The Russian émigré and contemplative Catherine de Hueck Doherty (1896-1985) founded Madonna House, a lay apostolate now based in Combermere, Ontario.

Doherty came from a long line of Russian hermit-mystics who wandered the countryside with the “Jesus Prayer” in their hearts. She married American journalist Eddie Doherty, and herself became a popular spiritual writer. In “Strannik” (1978), a Russian word meaning “pilgrim,” she observed that while all are called to pilgrimage, few can or will go.

The basilica of St. Michel D’Aiguilhe in Le Puy, France. (Shutterstock)

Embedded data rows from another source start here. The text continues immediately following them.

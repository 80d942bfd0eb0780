//! HTTP binding of the collaborator contracts.

use async_trait::async_trait;
use reqwest::{Method, RequestBuilder};
use serde::Serialize;
use serde::de::DeserializeOwned;

use cargolane_auth::{Principal, RestrictionRecord, RestrictionSource};
use cargolane_core::{BookingId, TransportError};
use cargolane_onboarding::{Scope, StatusSource, StepTree};
use cargolane_settlement::{BookingSettlementState, CheckoutSession, PaymentTransport, SyncResponse};

use crate::config::{ClientConfig, ConfigError};

/// Backend API client. Cheap to clone; clones share the connection pool.
#[derive(Debug, Clone)]
pub struct ApiClient {
    http: reqwest::Client,
    config: ClientConfig,
}

#[derive(Serialize)]
#[serde(rename_all = "camelCase")]
struct SyncRequest<'a> {
    #[serde(skip_serializing_if = "Option::is_none")]
    session_id: Option<&'a str>,
}

impl ApiClient {
    pub fn new(config: ClientConfig) -> Result<Self, ConfigError> {
        let http = reqwest::Client::builder()
            .timeout(config.request_timeout)
            .build()
            .map_err(|e| ConfigError::Http(e.to_string()))?;
        Ok(Self { http, config })
    }

    pub fn config(&self) -> &ClientConfig {
        &self.config
    }

    /// The authenticated principal (`GET /auth/me`).
    pub async fn fetch_me(&self) -> Result<Principal, TransportError> {
        self.send(self.request(Method::GET, "/auth/me")).await
    }

    fn request(&self, method: Method, path: &str) -> RequestBuilder {
        let req = self.http.request(method, self.config.endpoint(path));
        match &self.config.token {
            Some(token) => req.bearer_auth(token),
            None => req,
        }
    }

    async fn send<T: DeserializeOwned>(&self, req: RequestBuilder) -> Result<T, TransportError> {
        let resp = req.send().await.map_err(map_reqwest_error)?;
        let status = resp.status();
        let url = resp.url().path().to_string();

        if !status.is_success() {
            let body = resp.text().await.unwrap_or_default();
            tracing::debug!(status = status.as_u16(), path = %url, "API request rejected");
            return Err(TransportError::Api(status.as_u16(), body));
        }

        let body = resp.text().await.map_err(map_reqwest_error)?;
        serde_json::from_str(&body).map_err(|e| TransportError::Parse(format!("{url}: {e}")))
    }
}

fn map_reqwest_error(err: reqwest::Error) -> TransportError {
    if err.is_timeout() {
        TransportError::Timeout
    } else if err.is_decode() {
        TransportError::Parse(err.to_string())
    } else {
        TransportError::Network(err.to_string())
    }
}

#[async_trait]
impl StatusSource for ApiClient {
    async fn fetch_step_tree(&self, scope: Scope) -> Result<StepTree, TransportError> {
        let path = format!("/onboarding/status/{}", scope.as_str());
        self.send(self.request(Method::GET, &path)).await
    }
}

#[async_trait]
impl PaymentTransport for ApiClient {
    async fn sync_payment(
        &self,
        booking: BookingId,
        session_ref: Option<&str>,
    ) -> Result<SyncResponse, TransportError> {
        let path = format!("/payments/bookings/{booking}/sync");
        let body = SyncRequest {
            session_id: session_ref,
        };
        self.send(self.request(Method::POST, &path).json(&body)).await
    }

    async fn fetch_booking(
        &self,
        booking: BookingId,
    ) -> Result<BookingSettlementState, TransportError> {
        let path = format!("/bookings/{booking}");
        self.send(self.request(Method::GET, &path)).await
    }

    async fn create_checkout(&self, booking: BookingId) -> Result<CheckoutSession, TransportError> {
        let path = format!("/payments/bookings/{booking}/checkout");
        self.send(self.request(Method::POST, &path)).await
    }
}

#[async_trait]
impl RestrictionSource for ApiClient {
    async fn fetch_my_restrictions(&self) -> Result<RestrictionRecord, TransportError> {
        self.send(self.request(Method::GET, "/staff/me/restrictions")).await
    }
}
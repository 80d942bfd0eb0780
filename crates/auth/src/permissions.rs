use std::borrow::Cow;
use std::collections::BTreeMap;

use serde::{Deserialize, Serialize};
use serde_json::Value;

/// Organization-scoped action a principal may attempt (e.g. `"acceptBooking"`).
///
/// Actions are opaque strings so the backend can introduce new ones without a
/// client release; the constants below cover the ones the product uses today.
#[derive(Debug, Clone, PartialEq, Eq, Hash, PartialOrd, Ord, Serialize, Deserialize)]
#[serde(transparent)]
pub struct Action(Cow<'static, str>);

impl Action {
    pub const ACCEPT_BOOKING: Action = Action(Cow::Borrowed("acceptBooking"));
    pub const REJECT_BOOKING: Action = Action(Cow::Borrowed("rejectBooking"));
    pub const UPDATE_SHIPMENT_STATUS: Action = Action(Cow::Borrowed("updateShipmentStatus"));
    pub const MANAGE_SHIPMENTS: Action = Action(Cow::Borrowed("manageShipments"));
    pub const VIEW_ANALYTICS: Action = Action(Cow::Borrowed("viewAnalytics"));

    pub fn new(name: impl Into<Cow<'static, str>>) -> Self {
        Self(name.into())
    }

    pub fn as_str(&self) -> &str {
        &self.0
    }
}

impl core::fmt::Display for Action {
    fn fmt(&self, f: &mut core::fmt::Formatter<'_>) -> core::fmt::Result {
        f.write_str(&self.0)
    }
}

/// Per-staff restriction record: action name → flag.
///
/// Restrictions are an opt-in tightening. Only a value of exactly `false`
/// restricts; a missing key or any other value (including `null` or `"false"`)
/// leaves the action allowed.
#[derive(Debug, Clone, Default, PartialEq, Serialize, Deserialize)]
#[serde(transparent)]
pub struct RestrictionRecord(BTreeMap<String, Value>);

impl RestrictionRecord {
    pub fn new() -> Self {
        Self::default()
    }

    pub fn with_flag(mut self, action: &Action, allowed: bool) -> Self {
        self.0.insert(action.as_str().to_string(), Value::Bool(allowed));
        self
    }

    pub fn restricts(&self, action: &Action) -> bool {
        matches!(self.0.get(action.as_str()), Some(Value::Bool(false)))
    }

    pub fn is_empty(&self) -> bool {
        self.0.is_empty()
    }

    /// Actions this record denies, sorted.
    pub fn restricted_actions(&self) -> Vec<&str> {
        self.0
            .iter()
            .filter(|(_, v)| matches!(v, Value::Bool(false)))
            .map(|(k, _)| k.as_str())
            .collect()
    }
}

impl From<BTreeMap<String, Value>> for RestrictionRecord {
    fn from(value: BTreeMap<String, Value>) -> Self {
        Self(value)
    }
}
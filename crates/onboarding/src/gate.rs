//! Access gate: may this principal render this view, and if not, where to.
//!
//! Order of checks:
//! 1. authentication (login redirect carrying the return path)
//! 2. role allow-list (role landing view, never login)
//! 3. fast path on the principal's own flags (no network)
//! 4. email verification (fresh status, session cache only on failure)
//! 5. onboarding (step resolver, session cache only when a tree is missing)
//!
//! Transport failures are absorbed here; the decision is always concrete.

use std::sync::Arc;

use serde::Serialize;

use cargolane_auth::{Principal, Role};
use cargolane_session::{LocalSessionCache, SessionSnapshot};

use crate::destination::Destination;
use crate::navigation::{Navigator, landing_path, login_redirect};
use crate::resolver;
use crate::status::StatusSource;
use crate::step_tree::{Scope, StepTree, steps};

/// How a failed or contradicting fresh email check combines with cached flags.
#[derive(Debug, Clone, Copy, PartialEq, Eq, Default, Serialize)]
#[serde(rename_all = "snake_case")]
pub enum EmailCheckPolicy {
    /// Redirect only when the fresh check and the principal's flag both say
    /// unverified. A failed fetch falls back to the flag or the session cache.
    #[default]
    TrustCacheOnError,
    /// A fresh result is authoritative; the flags only cover failures.
    Strict,
}

#[derive(Debug, Clone, Default)]
pub struct GateConfig {
    pub email_policy: EmailCheckPolicy,
}

impl GateConfig {
    pub fn with_email_policy(mut self, policy: EmailCheckPolicy) -> Self {
        self.email_policy = policy;
        self
    }
}

/// What a protected view demands of its viewer.
#[derive(Debug, Clone, PartialEq, Eq)]
pub struct AccessRequirement {
    /// Empty means any authenticated role.
    pub allowed_roles: Vec<Role>,
    pub require_auth: bool,
    pub require_email_verification: bool,
    pub require_onboarding: bool,
}

impl AccessRequirement {
    /// A fully protected view for `roles`: authenticated, verified, onboarded.
    pub fn for_roles(roles: impl IntoIterator<Item = Role>) -> Self {
        Self {
            allowed_roles: roles.into_iter().collect(),
            require_auth: true,
            require_email_verification: true,
            require_onboarding: true,
        }
    }

    /// A fully protected view open to every role.
    pub fn any_role() -> Self {
        Self::for_roles([])
    }

    /// A view anyone may render, signed in or not.
    pub fn public() -> Self {
        Self {
            allowed_roles: Vec::new(),
            require_auth: false,
            require_email_verification: false,
            require_onboarding: false,
        }
    }

    pub fn without_email_verification(mut self) -> Self {
        self.require_email_verification = false;
        self
    }

    pub fn without_onboarding(mut self) -> Self {
        self.require_onboarding = false;
        self
    }

    pub fn permits(&self, role: Role) -> bool {
        self.allowed_roles.is_empty() || self.allowed_roles.contains(&role)
    }
}

#[derive(Debug, Clone, Copy, PartialEq, Eq, Serialize)]
#[serde(rename_all = "snake_case")]
pub enum RedirectReason {
    Unauthenticated,
    RoleMismatch,
    EmailUnverified,
    OnboardingIncomplete,
}

#[derive(Debug, Clone, PartialEq, Eq, Serialize)]
#[serde(rename_all = "snake_case", tag = "decision")]
pub enum GateDecision {
    Allow,
    Redirect { to: String, reason: RedirectReason },
}

impl GateDecision {
    fn redirect(to: impl Into<String>, reason: RedirectReason) -> Self {
        Self::Redirect {
            to: to.into(),
            reason,
        }
    }

    pub fn is_allowed(&self) -> bool {
        matches!(self, GateDecision::Allow)
    }

    pub fn redirect_target(&self) -> Option<&str> {
        match self {
            GateDecision::Allow => None,
            GateDecision::Redirect { to, .. } => Some(to),
        }
    }

    /// Perform the redirect, if any. Returns whether the view may render.
    pub fn apply(&self, navigator: &dyn Navigator) -> bool {
        match self {
            GateDecision::Allow => true,
            GateDecision::Redirect { to, .. } => {
                navigator.redirect(to);
                false
            }
        }
    }
}

pub struct AccessGate {
    status: Arc<dyn StatusSource>,
    cache: LocalSessionCache,
    config: GateConfig,
}

impl AccessGate {
    pub fn new(status: Arc<dyn StatusSource>, cache: LocalSessionCache) -> Self {
        Self {
            status,
            cache,
            config: GateConfig::default(),
        }
    }

    pub fn with_config(mut self, config: GateConfig) -> Self {
        self.config = config;
        self
    }

    /// Decide whether `principal` may render the view at `current_path`.
    pub async fn check(
        &self,
        principal: Option<&Principal>,
        requirement: &AccessRequirement,
        current_path: &str,
    ) -> GateDecision {
        let Some(principal) = principal else {
            if requirement.require_auth {
                tracing::debug!(path = current_path, "no principal; redirecting to login");
                return GateDecision::redirect(
                    login_redirect(current_path),
                    RedirectReason::Unauthenticated,
                );
            }
            return GateDecision::Allow;
        };

        if !requirement.permits(principal.role) {
            tracing::debug!(
                principal_id = %principal.id,
                role = %principal.role,
                path = current_path,
                "role not allowed here; redirecting to landing"
            );
            return GateDecision::redirect(
                landing_path(principal.role),
                RedirectReason::RoleMismatch,
            );
        }

        if !requirement.require_email_verification && !requirement.require_onboarding {
            return GateDecision::Allow;
        }

        if principal.is_fully_onboarded() {
            tracing::debug!(principal_id = %principal.id, "fast path: verified and onboarded");
            return GateDecision::Allow;
        }

        let mut user_tree: Option<StepTree> = None;
        let mut user_fetched = false;
        if requirement.require_email_verification {
            user_tree = self.fetch(principal, Scope::User).await;
            user_fetched = true;

            let fresh = user_tree.as_ref().and_then(fresh_email_state);
            let email_verified = match (self.config.email_policy, fresh) {
                (_, Some(true)) => true,
                (EmailCheckPolicy::TrustCacheOnError, Some(false)) => principal.is_email_verified,
                (EmailCheckPolicy::Strict, Some(false)) => false,
                (_, None) => {
                    principal.is_email_verified
                        || self.cached(principal).await.is_some_and(|c| c.email_verified)
                }
            };

            if !email_verified {
                return self.redirect_unless_here(
                    principal,
                    Destination::VerifyEmail,
                    RedirectReason::EmailUnverified,
                    current_path,
                );
            }
        }

        if requirement.require_onboarding {
            if !user_fetched {
                user_tree = self.fetch(principal, Scope::User).await;
            }
            // Only an email decision made above settles the email step.
            let (email_verified, user_tree) = if requirement.require_email_verification {
                (true, user_tree.map(settle_email_step))
            } else {
                (principal.is_email_verified, user_tree)
            };
            let org_tree = match principal.role {
                Role::OrgAdmin => self.fetch(principal, Scope::Organization).await,
                Role::Customer | Role::OrgStaff | Role::SuperAdmin => None,
            };

            match resolver::resolve(
                principal.role,
                email_verified,
                user_tree.as_ref(),
                org_tree.as_ref(),
            ) {
                Ok(None) => {
                    self.cache.record_onboarding(principal, true).await;
                }
                Ok(Some(destination)) => {
                    self.cache.record_onboarding(principal, false).await;
                    let reason = match destination {
                        Destination::VerifyEmail => RedirectReason::EmailUnverified,
                        _ => RedirectReason::OnboardingIncomplete,
                    };
                    return self.redirect_unless_here(principal, destination, reason, current_path);
                }
                Err(missing) => {
                    let cached_complete = principal.onboarding_completed
                        || self.cached(principal).await.is_some_and(|c| c.onboarding_completed);
                    tracing::warn!(
                        principal_id = %principal.id,
                        scope = %missing.scope,
                        cached_complete,
                        "step tree unavailable; falling back to cached onboarding flag"
                    );
                    if !cached_complete {
                        if let Some(entry) = Destination::onboarding_entry(principal.role) {
                            return self.redirect_unless_here(
                                principal,
                                entry,
                                RedirectReason::OnboardingIncomplete,
                                current_path,
                            );
                        }
                    }
                }
            }
        }

        GateDecision::Allow
    }

    /// Session cache entry for `principal`. Read only once a fetch has failed.
    async fn cached(&self, principal: &Principal) -> Option<SessionSnapshot> {
        self.cache.snapshot_for(principal.id).await
    }

    /// Fetch a tree, refreshing the session cache on success. Failures are
    /// logged and reported as `None`.
    async fn fetch(&self, principal: &Principal, scope: Scope) -> Option<StepTree> {
        match self.status.fetch_step_tree(scope).await {
            Ok(tree) if tree.scope == scope => {
                if let Some(verified) = fresh_email_state(&tree) {
                    self.cache.record_email_verified(principal, verified).await;
                }
                Some(tree)
            }
            Ok(tree) => {
                tracing::warn!(
                    principal_id = %principal.id,
                    requested = %scope,
                    received = %tree.scope,
                    "status source answered for the wrong scope; ignoring"
                );
                None
            }
            Err(err) => {
                tracing::warn!(
                    principal_id = %principal.id,
                    %scope,
                    error = %err,
                    "status fetch failed"
                );
                None
            }
        }
    }

    fn redirect_unless_here(
        &self,
        principal: &Principal,
        destination: Destination,
        reason: RedirectReason,
        current_path: &str,
    ) -> GateDecision {
        if current_path == destination.path() {
            return GateDecision::Allow;
        }
        tracing::debug!(
            principal_id = %principal.id,
            to = destination.path(),
            ?reason,
            "redirecting"
        );
        GateDecision::redirect(destination.path(), reason)
    }
}

/// Mark the email step done without touching the rest of the tree.
fn settle_email_step(tree: StepTree) -> StepTree {
    match tree.step_completed(steps::EMAIL_VERIFICATION) {
        Some(false) => tree.with_step(steps::EMAIL_VERIFICATION, true),
        _ => tree,
    }
}

/// Email verification as stated by a user tree, if it states it at all.
fn fresh_email_state(tree: &StepTree) -> Option<bool> {
    if tree.scope != Scope::User {
        return None;
    }
    if tree.completed {
        return Some(true);
    }
    tree.step_completed(steps::EMAIL_VERIFICATION)
}
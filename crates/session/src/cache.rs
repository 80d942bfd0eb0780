//! Local Session Cache: last-known principal and coarse completion flags.

use std::sync::Arc;

use chrono::{DateTime, Utc};
use serde::{Deserialize, Serialize};

use cargolane_auth::Principal;
use cargolane_core::UserId;

use crate::store::{KeyValueStore, StoreError};

/// Key under which the snapshot is stored.
pub const SESSION_KEY: &str = "cargolane.session";

/// The single record held by the cache.
#[derive(Debug, Clone, PartialEq, Eq, Serialize, Deserialize)]
#[serde(rename_all = "camelCase")]
pub struct SessionSnapshot {
    pub principal: Principal,
    pub email_verified: bool,
    pub onboarding_completed: bool,
    pub cached_at: DateTime<Utc>,
}

impl SessionSnapshot {
    fn from_principal(principal: &Principal) -> Self {
        Self {
            principal: principal.clone(),
            email_verified: principal.is_email_verified,
            onboarding_completed: principal.onboarding_completed,
            cached_at: Utc::now(),
        }
    }

    pub fn is_fully_onboarded(&self) -> bool {
        self.email_verified && self.onboarding_completed
    }
}

/// Process-wide session cache over a persisted [`KeyValueStore`].
///
/// Reads never fail: a missing, unreadable or corrupt entry is `None`.
/// Writes are best-effort and logged; a failed write never blocks a decision.
#[derive(Clone)]
pub struct LocalSessionCache {
    store: Arc<dyn KeyValueStore>,
}

impl core::fmt::Debug for LocalSessionCache {
    fn fmt(&self, f: &mut core::fmt::Formatter<'_>) -> core::fmt::Result {
        f.debug_struct("LocalSessionCache").finish_non_exhaustive()
    }
}

impl LocalSessionCache {
    pub fn new(store: Arc<dyn KeyValueStore>) -> Self {
        Self { store }
    }

    /// The cached snapshot, whoever it belongs to.
    pub async fn load(&self) -> Option<SessionSnapshot> {
        let raw = match self.store.get(SESSION_KEY).await {
            Ok(raw) => raw?,
            Err(err) => {
                tracing::warn!(error = %err, "failed to read session cache");
                return None;
            }
        };

        match serde_json::from_str(&raw) {
            Ok(snapshot) => Some(snapshot),
            Err(err) => {
                tracing::warn!(error = %err, "discarding corrupt session cache entry");
                None
            }
        }
    }

    /// The cached snapshot only if it belongs to `principal_id`.
    pub async fn snapshot_for(&self, principal_id: UserId) -> Option<SessionSnapshot> {
        self.load()
            .await
            .filter(|snapshot| snapshot.principal.id == principal_id)
    }

    /// Cache the principal as just fetched from the backend.
    pub async fn remember_principal(&self, principal: &Principal) {
        self.write(&SessionSnapshot::from_principal(principal)).await;
    }

    /// Record the outcome of a fresh email-verification check.
    pub async fn record_email_verified(&self, principal: &Principal, verified: bool) {
        let mut snapshot = self.base_for(principal).await;
        snapshot.email_verified = verified;
        snapshot.principal.is_email_verified = verified;
        self.write(&snapshot).await;
    }

    /// Record whether the step resolver found onboarding complete.
    pub async fn record_onboarding(&self, principal: &Principal, completed: bool) {
        let mut snapshot = self.base_for(principal).await;
        snapshot.onboarding_completed = completed;
        snapshot.principal.onboarding_completed = completed;
        self.write(&snapshot).await;
    }

    /// Drop the cached session (logout).
    pub async fn clear(&self) {
        if let Err(err) = self.store.remove(SESSION_KEY).await {
            tracing::error!(error = %err, "failed to clear session cache");
        } else {
            tracing::info!("session cache cleared");
        }
    }

    async fn base_for(&self, principal: &Principal) -> SessionSnapshot {
        match self.snapshot_for(principal.id).await {
            Some(mut existing) => {
                existing.principal.role = principal.role;
                existing.principal.organization_id = principal.organization_id;
                existing
            }
            None => SessionSnapshot::from_principal(principal),
        }
    }

    async fn write(&self, snapshot: &SessionSnapshot) {
        let mut snapshot = snapshot.clone();
        snapshot.cached_at = Utc::now();

        let result = serde_json::to_string(&snapshot)
            .map_err(|e| StoreError::Serialization(e.to_string()));
        let result = match result {
            Ok(payload) => self.store.set(SESSION_KEY, &payload).await,
            Err(err) => Err(err),
        };

        match result {
            Ok(()) => tracing::info!(
                principal_id = %snapshot.principal.id,
                email_verified = snapshot.email_verified,
                onboarding_completed = snapshot.onboarding_completed,
                "session cache updated"
            ),
            Err(err) => tracing::error!(error = %err, "failed to write session cache"),
        }
    }
}

#[cfg(test)]
mod tests {
    use super::*;
    use crate::store::MemoryStore;
    use cargolane_auth::Role;

    fn cache_over(store: &MemoryStore) -> LocalSessionCache {
        LocalSessionCache::new(Arc::new(store.clone()))
    }

    #[tokio::test]
    async fn empty_cache_reads_as_none() {
        let cache = cache_over(&MemoryStore::new());
        assert_eq!(cache.load().await, None);
    }

    #[tokio::test]
    async fn snapshot_survives_a_reload() {
        let store = MemoryStore::new();
        let principal = Principal::new(UserId::new(), Role::Customer).with_email_verified(true);

        cache_over(&store).remember_principal(&principal).await;

        let reloaded = cache_over(&store).snapshot_for(principal.id).await.unwrap();
        assert_eq!(reloaded.principal, principal);
        assert!(reloaded.email_verified);
        assert!(!reloaded.onboarding_completed);
    }

    #[tokio::test]
    async fn snapshot_for_other_principal_is_ignored() {
        let store = MemoryStore::new();
        let cache = cache_over(&store);
        cache
            .remember_principal(&Principal::new(UserId::new(), Role::OrgAdmin))
            .await;

        assert_eq!(cache.snapshot_for(UserId::new()).await, None);
    }

    #[tokio::test]
    async fn flags_are_recorded_independently() {
        let cache = cache_over(&MemoryStore::new());
        let principal = Principal::new(UserId::new(), Role::OrgAdmin);

        cache.record_email_verified(&principal, true).await;
        cache.record_onboarding(&principal, true).await;

        let snapshot = cache.snapshot_for(principal.id).await.unwrap();
        assert!(snapshot.is_fully_onboarded());
        assert!(snapshot.principal.is_fully_onboarded());
    }

    #[tokio::test]
    async fn corrupt_entry_is_treated_as_missing() {
        let store = MemoryStore::new();
        store.set(SESSION_KEY, "{not json").await.unwrap();

        assert_eq!(cache_over(&store).load().await, None);
    }

    #[tokio::test]
    async fn clear_removes_the_snapshot() {
        let store = MemoryStore::new();
        let cache = cache_over(&store);
        let principal = Principal::new(UserId::new(), Role::OrgStaff);
        cache.remember_principal(&principal).await;

        cache.clear().await;

        assert_eq!(cache.load().await, None);
        assert_eq!(store.get(SESSION_KEY).await.unwrap(), None);
    }
}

Pilgrimage doesn’t necessarily involve traveling, or traveling into the country. The journey is to our own hearts, and can thus take place in the poustinia (a sparse hut or room) of our apartments, or by walking through the streets of a city. Wherever we go, we go with bare feet — in spiritual poverty — and because we end up walking into the fragmented stones and sharp rocks of other people’s hearts, our feet get bloody.

We’re chaste, we’re obedient, we fast and, like Christ, we’re constantly called to move on to another place.

“A pilgrim preaches the gospel,” Doherty wrote, “but in order to preach it he has to live it day by day, hour by hour, minute by minute. For what is he really about, that pilgrim of mine? He is preaching the gospel with his life and so his pilgrimage has to reflect his life.”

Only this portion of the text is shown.